What to produce >> When you have gone through the entries below, state how many lines include the word "repeat" and write nothing else.

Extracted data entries
• • •
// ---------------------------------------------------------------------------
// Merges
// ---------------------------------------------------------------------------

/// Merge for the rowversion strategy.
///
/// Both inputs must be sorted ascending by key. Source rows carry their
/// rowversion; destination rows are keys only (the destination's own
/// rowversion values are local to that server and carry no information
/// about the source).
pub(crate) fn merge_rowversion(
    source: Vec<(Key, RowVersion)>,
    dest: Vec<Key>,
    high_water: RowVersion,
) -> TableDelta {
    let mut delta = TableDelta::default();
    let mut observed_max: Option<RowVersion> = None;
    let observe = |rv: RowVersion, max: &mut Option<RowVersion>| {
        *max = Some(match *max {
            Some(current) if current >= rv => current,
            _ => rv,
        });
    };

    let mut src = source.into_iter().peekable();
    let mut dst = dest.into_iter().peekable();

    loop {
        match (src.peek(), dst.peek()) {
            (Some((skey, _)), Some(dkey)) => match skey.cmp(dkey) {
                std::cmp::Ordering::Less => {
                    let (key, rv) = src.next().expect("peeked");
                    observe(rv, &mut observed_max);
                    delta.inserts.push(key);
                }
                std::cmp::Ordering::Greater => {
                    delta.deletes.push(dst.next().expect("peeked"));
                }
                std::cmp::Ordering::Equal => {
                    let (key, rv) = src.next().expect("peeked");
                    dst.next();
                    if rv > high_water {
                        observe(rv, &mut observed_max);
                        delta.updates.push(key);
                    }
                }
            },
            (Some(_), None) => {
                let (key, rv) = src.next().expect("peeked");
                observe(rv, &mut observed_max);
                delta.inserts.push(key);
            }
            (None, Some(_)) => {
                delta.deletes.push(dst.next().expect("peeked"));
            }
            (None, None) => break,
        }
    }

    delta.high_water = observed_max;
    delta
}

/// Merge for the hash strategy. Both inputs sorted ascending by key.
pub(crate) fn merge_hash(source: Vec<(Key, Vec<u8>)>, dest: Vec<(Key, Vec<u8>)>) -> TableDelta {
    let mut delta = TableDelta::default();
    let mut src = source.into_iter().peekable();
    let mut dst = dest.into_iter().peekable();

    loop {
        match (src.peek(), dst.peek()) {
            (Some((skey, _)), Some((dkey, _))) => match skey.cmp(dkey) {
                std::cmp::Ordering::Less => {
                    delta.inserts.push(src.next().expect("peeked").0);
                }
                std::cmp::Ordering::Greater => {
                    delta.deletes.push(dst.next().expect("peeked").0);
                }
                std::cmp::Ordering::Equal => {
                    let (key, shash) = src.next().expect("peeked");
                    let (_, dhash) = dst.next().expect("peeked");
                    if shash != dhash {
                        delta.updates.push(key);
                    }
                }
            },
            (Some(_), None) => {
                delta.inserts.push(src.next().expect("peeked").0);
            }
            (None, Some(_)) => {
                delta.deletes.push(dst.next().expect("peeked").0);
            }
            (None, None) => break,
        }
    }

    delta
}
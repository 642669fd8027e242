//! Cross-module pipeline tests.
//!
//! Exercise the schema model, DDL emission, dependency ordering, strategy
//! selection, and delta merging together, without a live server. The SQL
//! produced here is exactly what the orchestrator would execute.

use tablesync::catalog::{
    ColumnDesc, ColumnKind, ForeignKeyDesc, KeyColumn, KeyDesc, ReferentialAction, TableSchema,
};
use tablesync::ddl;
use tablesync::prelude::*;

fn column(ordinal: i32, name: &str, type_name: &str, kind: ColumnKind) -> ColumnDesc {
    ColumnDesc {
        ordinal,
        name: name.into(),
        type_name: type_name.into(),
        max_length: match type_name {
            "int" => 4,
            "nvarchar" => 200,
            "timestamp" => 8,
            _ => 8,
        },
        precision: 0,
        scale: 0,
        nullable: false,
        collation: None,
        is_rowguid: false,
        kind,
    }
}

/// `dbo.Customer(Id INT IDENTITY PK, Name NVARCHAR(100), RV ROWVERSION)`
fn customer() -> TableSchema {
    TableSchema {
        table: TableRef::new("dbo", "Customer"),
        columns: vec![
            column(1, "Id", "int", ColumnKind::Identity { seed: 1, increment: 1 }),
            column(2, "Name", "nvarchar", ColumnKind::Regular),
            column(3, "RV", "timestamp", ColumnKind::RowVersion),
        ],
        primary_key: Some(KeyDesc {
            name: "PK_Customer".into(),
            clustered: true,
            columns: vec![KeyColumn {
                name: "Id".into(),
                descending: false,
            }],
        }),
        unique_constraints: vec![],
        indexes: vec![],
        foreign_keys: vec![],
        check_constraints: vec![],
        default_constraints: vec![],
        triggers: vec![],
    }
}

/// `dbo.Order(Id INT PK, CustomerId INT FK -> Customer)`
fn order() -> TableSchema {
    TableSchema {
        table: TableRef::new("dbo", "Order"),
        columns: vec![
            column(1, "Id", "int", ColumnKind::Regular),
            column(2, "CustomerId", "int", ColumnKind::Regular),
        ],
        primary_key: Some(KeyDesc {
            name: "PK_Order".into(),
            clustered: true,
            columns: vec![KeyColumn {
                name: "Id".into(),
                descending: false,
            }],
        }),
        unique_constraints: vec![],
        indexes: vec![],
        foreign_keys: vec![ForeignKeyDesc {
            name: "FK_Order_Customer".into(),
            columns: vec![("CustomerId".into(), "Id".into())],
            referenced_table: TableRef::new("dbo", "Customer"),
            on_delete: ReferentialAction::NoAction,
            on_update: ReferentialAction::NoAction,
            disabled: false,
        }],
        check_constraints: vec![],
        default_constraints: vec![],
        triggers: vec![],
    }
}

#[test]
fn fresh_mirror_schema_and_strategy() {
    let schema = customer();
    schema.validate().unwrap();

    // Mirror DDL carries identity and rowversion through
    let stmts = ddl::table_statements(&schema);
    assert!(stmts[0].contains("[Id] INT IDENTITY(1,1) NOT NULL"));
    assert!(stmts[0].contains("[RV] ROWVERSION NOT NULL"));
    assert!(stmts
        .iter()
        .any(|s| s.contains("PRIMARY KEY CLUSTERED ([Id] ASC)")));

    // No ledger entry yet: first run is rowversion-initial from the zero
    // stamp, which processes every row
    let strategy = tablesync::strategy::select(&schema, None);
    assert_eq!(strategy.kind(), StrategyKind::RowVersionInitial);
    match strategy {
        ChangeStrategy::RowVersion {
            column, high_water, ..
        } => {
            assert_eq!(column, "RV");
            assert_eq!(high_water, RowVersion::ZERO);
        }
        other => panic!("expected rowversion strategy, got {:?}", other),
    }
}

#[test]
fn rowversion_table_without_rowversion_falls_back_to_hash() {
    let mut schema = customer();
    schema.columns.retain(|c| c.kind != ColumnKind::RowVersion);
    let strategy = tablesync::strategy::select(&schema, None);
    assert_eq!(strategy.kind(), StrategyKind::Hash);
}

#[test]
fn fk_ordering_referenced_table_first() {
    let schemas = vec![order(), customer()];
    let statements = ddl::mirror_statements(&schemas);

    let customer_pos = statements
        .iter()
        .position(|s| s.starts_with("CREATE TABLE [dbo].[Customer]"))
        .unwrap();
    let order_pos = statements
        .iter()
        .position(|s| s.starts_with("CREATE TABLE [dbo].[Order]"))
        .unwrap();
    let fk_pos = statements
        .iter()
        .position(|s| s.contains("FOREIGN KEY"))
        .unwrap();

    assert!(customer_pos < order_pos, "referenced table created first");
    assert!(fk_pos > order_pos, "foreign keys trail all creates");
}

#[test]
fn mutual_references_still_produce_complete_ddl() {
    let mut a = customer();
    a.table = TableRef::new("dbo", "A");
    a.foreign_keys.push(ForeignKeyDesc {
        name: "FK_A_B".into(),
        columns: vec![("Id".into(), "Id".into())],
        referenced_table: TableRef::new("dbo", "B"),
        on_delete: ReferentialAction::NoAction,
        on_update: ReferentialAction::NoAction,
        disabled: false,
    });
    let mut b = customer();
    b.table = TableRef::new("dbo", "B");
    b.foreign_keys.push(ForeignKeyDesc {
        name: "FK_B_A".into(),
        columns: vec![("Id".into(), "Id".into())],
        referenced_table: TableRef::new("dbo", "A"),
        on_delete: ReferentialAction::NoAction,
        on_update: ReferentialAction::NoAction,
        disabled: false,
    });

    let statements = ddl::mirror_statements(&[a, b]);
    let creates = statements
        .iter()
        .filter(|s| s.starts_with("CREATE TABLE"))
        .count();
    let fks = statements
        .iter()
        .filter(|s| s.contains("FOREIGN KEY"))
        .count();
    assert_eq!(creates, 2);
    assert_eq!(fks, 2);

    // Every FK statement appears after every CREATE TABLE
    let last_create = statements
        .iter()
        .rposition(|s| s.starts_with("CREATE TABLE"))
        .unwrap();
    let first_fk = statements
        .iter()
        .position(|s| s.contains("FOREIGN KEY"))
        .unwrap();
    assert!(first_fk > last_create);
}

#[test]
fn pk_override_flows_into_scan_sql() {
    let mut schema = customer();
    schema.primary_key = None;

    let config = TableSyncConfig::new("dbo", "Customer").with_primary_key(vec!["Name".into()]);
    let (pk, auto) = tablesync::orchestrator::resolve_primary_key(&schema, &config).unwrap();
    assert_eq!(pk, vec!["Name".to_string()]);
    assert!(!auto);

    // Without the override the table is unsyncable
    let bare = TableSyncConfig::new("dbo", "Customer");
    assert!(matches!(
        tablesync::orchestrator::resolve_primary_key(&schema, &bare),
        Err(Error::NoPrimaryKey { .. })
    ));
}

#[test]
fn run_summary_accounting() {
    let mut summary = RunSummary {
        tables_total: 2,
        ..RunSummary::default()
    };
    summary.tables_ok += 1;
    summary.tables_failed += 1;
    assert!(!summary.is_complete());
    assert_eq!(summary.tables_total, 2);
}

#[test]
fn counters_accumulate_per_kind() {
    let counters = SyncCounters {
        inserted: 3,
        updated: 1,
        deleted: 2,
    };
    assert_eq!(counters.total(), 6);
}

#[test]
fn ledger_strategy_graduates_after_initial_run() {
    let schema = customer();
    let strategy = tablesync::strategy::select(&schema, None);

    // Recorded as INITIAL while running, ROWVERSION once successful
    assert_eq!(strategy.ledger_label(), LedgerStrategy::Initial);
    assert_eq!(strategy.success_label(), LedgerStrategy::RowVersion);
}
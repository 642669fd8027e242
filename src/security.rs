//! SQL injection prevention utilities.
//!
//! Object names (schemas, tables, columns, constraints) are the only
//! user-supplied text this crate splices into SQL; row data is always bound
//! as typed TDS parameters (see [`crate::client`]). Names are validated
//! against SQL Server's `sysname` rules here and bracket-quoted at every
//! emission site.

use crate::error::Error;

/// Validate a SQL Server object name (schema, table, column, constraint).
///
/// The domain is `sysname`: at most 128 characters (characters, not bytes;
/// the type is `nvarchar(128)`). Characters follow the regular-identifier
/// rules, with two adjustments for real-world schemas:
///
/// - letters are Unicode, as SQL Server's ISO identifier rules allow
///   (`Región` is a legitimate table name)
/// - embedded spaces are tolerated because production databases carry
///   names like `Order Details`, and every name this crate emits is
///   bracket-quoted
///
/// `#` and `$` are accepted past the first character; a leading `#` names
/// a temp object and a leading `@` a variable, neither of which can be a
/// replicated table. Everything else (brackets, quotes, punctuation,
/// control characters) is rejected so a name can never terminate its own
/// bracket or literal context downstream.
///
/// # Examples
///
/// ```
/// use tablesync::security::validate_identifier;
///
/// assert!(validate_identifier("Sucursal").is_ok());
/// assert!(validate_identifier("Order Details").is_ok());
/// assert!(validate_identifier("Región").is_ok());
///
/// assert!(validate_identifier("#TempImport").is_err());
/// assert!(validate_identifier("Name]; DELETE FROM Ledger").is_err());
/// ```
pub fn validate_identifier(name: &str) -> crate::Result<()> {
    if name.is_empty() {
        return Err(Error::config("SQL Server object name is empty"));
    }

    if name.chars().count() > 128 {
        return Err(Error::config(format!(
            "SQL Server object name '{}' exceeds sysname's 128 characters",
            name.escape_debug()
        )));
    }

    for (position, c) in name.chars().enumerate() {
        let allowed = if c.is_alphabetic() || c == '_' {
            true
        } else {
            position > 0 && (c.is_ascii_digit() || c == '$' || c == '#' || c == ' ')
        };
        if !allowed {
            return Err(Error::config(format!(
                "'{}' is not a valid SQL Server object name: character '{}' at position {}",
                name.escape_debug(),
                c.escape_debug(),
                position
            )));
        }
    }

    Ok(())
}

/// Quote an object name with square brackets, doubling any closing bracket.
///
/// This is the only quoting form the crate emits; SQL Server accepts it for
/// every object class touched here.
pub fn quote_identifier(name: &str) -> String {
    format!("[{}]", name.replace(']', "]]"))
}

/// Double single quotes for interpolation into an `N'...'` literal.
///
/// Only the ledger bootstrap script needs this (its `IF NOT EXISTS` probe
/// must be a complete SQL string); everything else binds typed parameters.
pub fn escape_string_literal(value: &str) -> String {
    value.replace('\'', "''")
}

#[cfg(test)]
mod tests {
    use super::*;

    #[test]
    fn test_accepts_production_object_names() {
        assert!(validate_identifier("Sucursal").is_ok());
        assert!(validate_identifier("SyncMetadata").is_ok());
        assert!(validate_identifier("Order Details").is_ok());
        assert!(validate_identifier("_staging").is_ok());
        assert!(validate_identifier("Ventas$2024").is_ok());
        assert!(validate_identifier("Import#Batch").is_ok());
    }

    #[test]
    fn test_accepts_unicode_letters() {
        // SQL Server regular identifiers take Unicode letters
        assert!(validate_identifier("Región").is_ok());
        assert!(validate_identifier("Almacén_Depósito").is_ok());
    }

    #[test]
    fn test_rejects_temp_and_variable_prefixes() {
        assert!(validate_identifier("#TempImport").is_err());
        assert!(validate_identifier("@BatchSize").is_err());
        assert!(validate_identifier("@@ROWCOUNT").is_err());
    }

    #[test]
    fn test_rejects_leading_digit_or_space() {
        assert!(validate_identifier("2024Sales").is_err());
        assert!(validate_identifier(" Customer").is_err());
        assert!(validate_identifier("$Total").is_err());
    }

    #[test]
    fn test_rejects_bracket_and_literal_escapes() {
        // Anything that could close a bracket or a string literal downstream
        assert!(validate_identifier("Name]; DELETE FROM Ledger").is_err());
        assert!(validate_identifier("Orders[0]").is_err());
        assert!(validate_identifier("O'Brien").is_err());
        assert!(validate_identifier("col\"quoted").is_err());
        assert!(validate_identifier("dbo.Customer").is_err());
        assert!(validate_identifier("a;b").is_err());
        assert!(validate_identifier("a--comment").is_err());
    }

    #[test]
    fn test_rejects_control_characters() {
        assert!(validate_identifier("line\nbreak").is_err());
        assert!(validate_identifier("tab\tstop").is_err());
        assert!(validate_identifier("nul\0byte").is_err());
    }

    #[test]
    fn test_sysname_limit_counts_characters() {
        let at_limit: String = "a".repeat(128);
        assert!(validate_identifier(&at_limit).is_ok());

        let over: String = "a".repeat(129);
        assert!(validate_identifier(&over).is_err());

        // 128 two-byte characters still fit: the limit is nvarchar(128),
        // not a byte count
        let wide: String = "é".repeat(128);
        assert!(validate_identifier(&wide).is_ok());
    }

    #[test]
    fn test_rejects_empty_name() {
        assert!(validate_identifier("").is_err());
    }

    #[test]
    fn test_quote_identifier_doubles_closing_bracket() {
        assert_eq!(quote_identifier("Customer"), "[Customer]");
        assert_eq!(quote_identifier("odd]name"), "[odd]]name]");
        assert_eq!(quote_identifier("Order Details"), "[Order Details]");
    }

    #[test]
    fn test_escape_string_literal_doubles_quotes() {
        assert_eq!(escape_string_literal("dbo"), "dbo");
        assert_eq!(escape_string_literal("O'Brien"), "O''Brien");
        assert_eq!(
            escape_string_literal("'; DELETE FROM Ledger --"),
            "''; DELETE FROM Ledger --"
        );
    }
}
• • •
Response area >> 3